Memory Disorders and Rare Dementias Unit, 1st Department of Neurology, Eginiteion University Hospital, National and Kapodistrian University of Athens, 15772 Athens, Greece.
Sensors (Basel). 2021 Aug 26;21(17):5756. doi: 10.3390/s21175756.
Conventional clinical cognitive assessment has its limitations, as evidenced by the environmental shortcomings of various neuropsychological tests conducted away from an older person's everyday environment.

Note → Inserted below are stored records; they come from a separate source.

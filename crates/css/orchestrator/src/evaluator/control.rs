//! `@if` and `@for`.

use super::{Evaluator, Flow};
use crate::context::Context;
use core::{iter, mem};
use css_tree::list::{Span, items_of};
use css_tree::value::{to_boolean, to_number};
use css_tree::{EvalError, EvalResult, ForLoop, Loc, Node, NodeKind, RuleList};
use log::trace;

/// Values visited by a loop. Ranges are read position by position.
enum Sequence {
    Span(Span),
    Items(Vec<Node>),
}

impl Sequence {
    fn len(&self) -> usize {
        match self {
            Self::Span(span) => span.len(),
            Self::Items(items) => items.len(),
        }
    }

    fn get(&self, position: usize, loc: &Loc) -> Node {
        match self {
            Self::Span(span) => span.value_at(position, loc),
            Self::Items(items) => items
                .get(position)
                .cloned()
                .unwrap_or_else(|| Node::null(loc.clone())),
        }
    }
}

impl Evaluator<'_> {
    /// Branches share the enclosing frame.
    pub async fn conditional(
        &mut self,
        condition: Node,
        consequent: RuleList,
        alternate: Option<Box<Node>>,
        cx: &Context,
    ) -> EvalResult<Flow> {
        let condition = self.expression(condition, cx).await?;
        if to_boolean(&condition) {
            return self.rules(consequent.rules, cx).await;
        }
        let Some(alternate) = alternate else {
            return Ok(Flow::Rules(Vec::new()));
        };
        let Node { kind, loc, .. } = *alternate;
        match kind {
            NodeKind::Block(body) => self.rules(body.rules, cx).await,
            other => self.statement(Node::new(other, loc), cx).await,
        }
    }

    /// `@for $value[, $index] in <iterable> [by <step>]`.
    pub async fn for_loop(
        &mut self,
        for_loop: ForLoop,
        loc: &Loc,
        cx: &Context,
    ) -> EvalResult<Flow> {
        let ForLoop {
            value,
            index,
            step,
            iterable,
            body,
        } = for_loop;
        let step = match step {
            Some(step) => Some(self.step(step, cx).await?),
            None => None,
        };
        let iterable = self.unexpanded(iterable, cx).await?;
        let sequence = match &iterable.kind {
            NodeKind::Range { .. } => Sequence::Span(Span::of(&iterable)?),
            _ => Sequence::Items(items_of(&iterable)?),
        };

        let len = sequence.len();
        if len == 0 {
            for name in iter::once(&value).chain(index.as_ref()) {
                if !self.scope.is_bound(name) {
                    self.scope.define(name, Node::null(loc.clone()));
                }
            }
            return Ok(Flow::Rules(Vec::new()));
        }

        let forward = match (&sequence, step) {
            (Sequence::Span(span), Some(step)) => (step > 0) != span.descending(),
            (_, step) => step.unwrap_or(1) > 0,
        };
        let stride = step.map_or(1, i64::unsigned_abs) as usize;
        let positions: Vec<usize> = if forward {
            (0..len).step_by(stride).collect()
        } else {
            (0..len).rev().step_by(stride).collect()
        };
        trace!("{loc}: loop over {} of {len} positions", positions.len());

        let mut remaining = body.rules;
        let count = positions.len();
        let mut out = Vec::new();
        for (visit, position) in positions.into_iter().enumerate() {
            self.scope.define(&value, sequence.get(position, &iterable.loc));
            if let Some(index) = &index {
                self.scope
                    .define(index, Node::number(position as f64, loc.clone()));
            }
            let rules = if visit.saturating_add(1) == count {
                mem::take(&mut remaining)
            } else {
                remaining.clone()
            };
            match self.rules(rules, cx).await? {
                Flow::Rules(produced) => out.extend(produced),
                returned @ Flow::Return(_) => return Ok(returned),
            }
        }
        Ok(Flow::Rules(out))
    }

    /// A non-zero whole step.
    async fn step(&mut self, step: Node, cx: &Context) -> EvalResult<i64> {
        let step = self.expression(step, cx).await?;
        let Some(number) = to_number(&step) else {
            return Err(EvalError::type_error("step must be a numeric value", &step));
        };
        let whole = number.trunc() as i64;
        if whole == 0 {
            return Err(EvalError::structure("step is not allowed to be zero", &step.loc));
        }
        Ok(whole)
    }
}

Recent research activities have focused on transferring screening tests to computerized forms, as well as on developing short screening tests for screening large populations for cognitive impairment. The purpose of this study was to present an exergaming platform, which was widely trialed (116 participants) to collect in-game metrics (built-in game performance measures). The potential correlation between in-game metrics and cognition was investigated in-depth by scrutinizing different in-game metrics. The predictive value of high-resolution monitoring games was assessed by correlating it with classical neuropsychological tests; the area under the curve (AUC) in the receiver operating characteristic (ROC) analysis was calculated to determine the sensitivity and specificity of the method for detecting mild cognitive impairment (MCI). Classification accuracy was calculated to be 73.53% when distinguishing between MCI and normal subjects, and 70.69% when subjects with mild dementia were also involved. The results revealed evidence that careful design of serious games, with respect to in-game metrics, could potentially contribute to the early and unobtrusive detection of cognitive decline.
传统的临床认知评估有其局限性,这体现在各种神经心理测试在老年人日常生活环境之外进行时存在环境缺陷。最近的研究活动集中在将筛选测试转移到计算机化形式上,以及开发用于筛选大量人群认知障碍的简短筛选测试上。本研究旨在介绍一种游戏化平台,该平台经过广泛试用(116 名参与者),以收集游戏内指标(内置游戏表现衡量标准)。通过仔细研究不同的游戏内指标,深入探讨了游戏内指标与认知之间的潜在相关性。通过将高分辨率监测游戏与经典神经心理学测试相关联,评估了其对高分辨率监测游戏的预测价值;通过计算接收者操作特征(ROC)分析中的曲线下面积(AUC),确定该方法检测轻度认知障碍(MCI)的敏感性和特异性。当区分 MCI 和正常受试者时,分类准确率为 73.53%,当还涉及轻度痴呆症患者时,分类准确率为 70.69%。结果表明,认真设计游戏内指标的严肃游戏可能有助于早期、非侵入性地检测认知能力下降。